Not everyone has the same amoiunts of common sense, thus just one of the reasons we have laws that, e.g. protect the "lambs" among us, e.g. those borderline, or clearly, mentally challenged = ~10% of the entire population, per bell curve. And experience/learning affect each of us differently too as we deploy "normal" reasoning abilities to make decisions.
This news article's situation really is exactly why we have judges, juries, and the legal system we have chosen. We (news-hounds in AF w/ spare time
) get to read the brief news article but we don't know any of the rest of the relevant facts. The judge & jury will consider the actual case's individual and provable circumstances/facts. Mere onlookers (us) just get to weigh-in with some of the reasonable/likely possibilities, but any of these possibilities might be the actual case (or, it can easily be that there is actually some other, unconsidered possibility). So....
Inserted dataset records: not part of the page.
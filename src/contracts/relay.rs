//! Messaging contracts used by the root-confirmation relay strategies

#![allow(clippy::too_many_arguments)]

use alloy::sol;

sol! {
    /// Withdrawal as hashed by the OP stack message passer
    #[derive(Debug)]
    struct WithdrawalTransaction {
        uint256 nonce;
        address sender;
        address target;
        uint256 value;
        uint256 gasLimit;
        bytes data;
    }

    #[derive(Debug)]
    struct OutputRootProof {
        bytes32 version;
        bytes32 stateRoot;
        bytes32 messagePasserStorageRoot;
        bytes32 latestBlockhash;
    }

    #[derive(Debug)]
    struct OutputProposal {
        bytes32 outputRoot;
        uint128 timestamp;
        uint128 l2BlockNumber;
    }

    #[sol(rpc)]
    contract L2ToL1MessagePasser {
        event MessagePassed(
            uint256 indexed nonce,
            address indexed sender,
            address indexed target,
            uint256 value,
            uint256 gasLimit,
            bytes data,
            bytes32 withdrawalHash
        );
    }

    #[sol(rpc)]
    contract OptimismPortal {
        function proveWithdrawalTransaction(
            WithdrawalTransaction _tx,
            uint256 _l2OutputIndex,
            OutputRootProof _outputRootProof,
            bytes[] _withdrawalProof
        ) external;

        function finalizeWithdrawalTransaction(WithdrawalTransaction _tx) external;

        function finalizedWithdrawals(bytes32 withdrawalHash) external view returns (bool);

        function provenWithdrawals(bytes32 withdrawalHash)
            external
            view
            returns (bytes32 outputRoot, uint128 timestamp, uint128 l2OutputIndex);
    }

    #[sol(rpc)]
    contract L2OutputOracle {
        function latestBlockNumber() external view returns (uint256);
        function getL2OutputIndexAfter(uint256 _l2BlockNumber) external view returns (uint256);
        function getL2Output(uint256 _l2OutputIndex) external view returns (OutputProposal);
        function FINALIZATION_PERIOD_SECONDS() external view returns (uint256);
    }

    #[sol(rpc)]
    contract ArbSys {
        event L2ToL1Tx(
            address caller,
            address indexed destination,
            uint256 indexed hash,
            uint256 indexed position,
            uint256 arbBlockNum,
            uint256 ethBlockNum,
            uint256 timestamp,
            uint256 callvalue,
            bytes data
        );
    }

    #[sol(rpc)]
    contract NodeInterface {
        function constructOutboxProof(uint64 size, uint64 leaf)
            external
            view
            returns (bytes32 send, bytes32 root, bytes32[] proof);
    }

    #[sol(rpc)]
    contract ArbOutbox {
        function isSpent(uint256 index) external view returns (bool);

        function executeTransaction(
            bytes32[] proof,
            uint256 index,
            address l2Sender,
            address to,
            uint256 l2Block,
            uint256 l1Block,
            uint256 l2Timestamp,
            uint256 value,
            bytes data
        ) external;

        event SendRootUpdated(bytes32 indexed outputRoot, bytes32 indexed l2BlockHash);
    }

    /// AMB on the L2 side, where validators sign outgoing messages
    #[sol(rpc)]
    contract HomeAmb {
        event UserRequestForSignature(bytes32 indexed messageId, bytes encodedData);

        function numMessagesSigned(bytes32 messageHash) external view returns (uint256);
        function isAlreadyProcessed(uint256 number) external pure returns (bool);
        function signature(bytes32 messageHash, uint256 index) external view returns (bytes);
        function requiredSignatures() external view returns (uint256);
    }

    /// AMB on L1, which executes signed messages
    #[sol(rpc)]
    contract ForeignAmb {
        function relayedMessages(bytes32 messageId) external view returns (bool);
        function executeSignatures(bytes data, bytes signatures) external;
    }

    #[sol(rpc)]
    contract FxChildTunnel {
        function fxRootTunnel() external view returns (address);
    }

    #[sol(rpc)]
    contract FxRootTunnel {
        function receiveMessage(bytes inputData) external;
    }
}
Scenario 1: Seller is not at all responsible, i.e. Buyer is 100% responsible, because seller ascertained that the buyer is demonstrably "smart enough" and/or "experienced enough" to understand and accept the trade-offs of this TV-TT combination,
Scenario 2: Seller is partially responsible (jury usually apportions how much) due to e.g. seller recognized that the buyer had an impairment in the "smart a/o experienced enough" areas so seller should have delayed, or even declined, the sale pending correction of the concerns,
Scenario 3: Seller completely responsible, perhaps even criminally so, when there is demonstrable seller wanton/reckless disregard/gross negligence (or worse: malice, which is hard to prove, but not impossible).
IMO, even with its flaws, I'm glad we have this legal system where each case will be decided on its individual merits and law (i.e. not decided by the merely gruntled or disgruntled onlookers).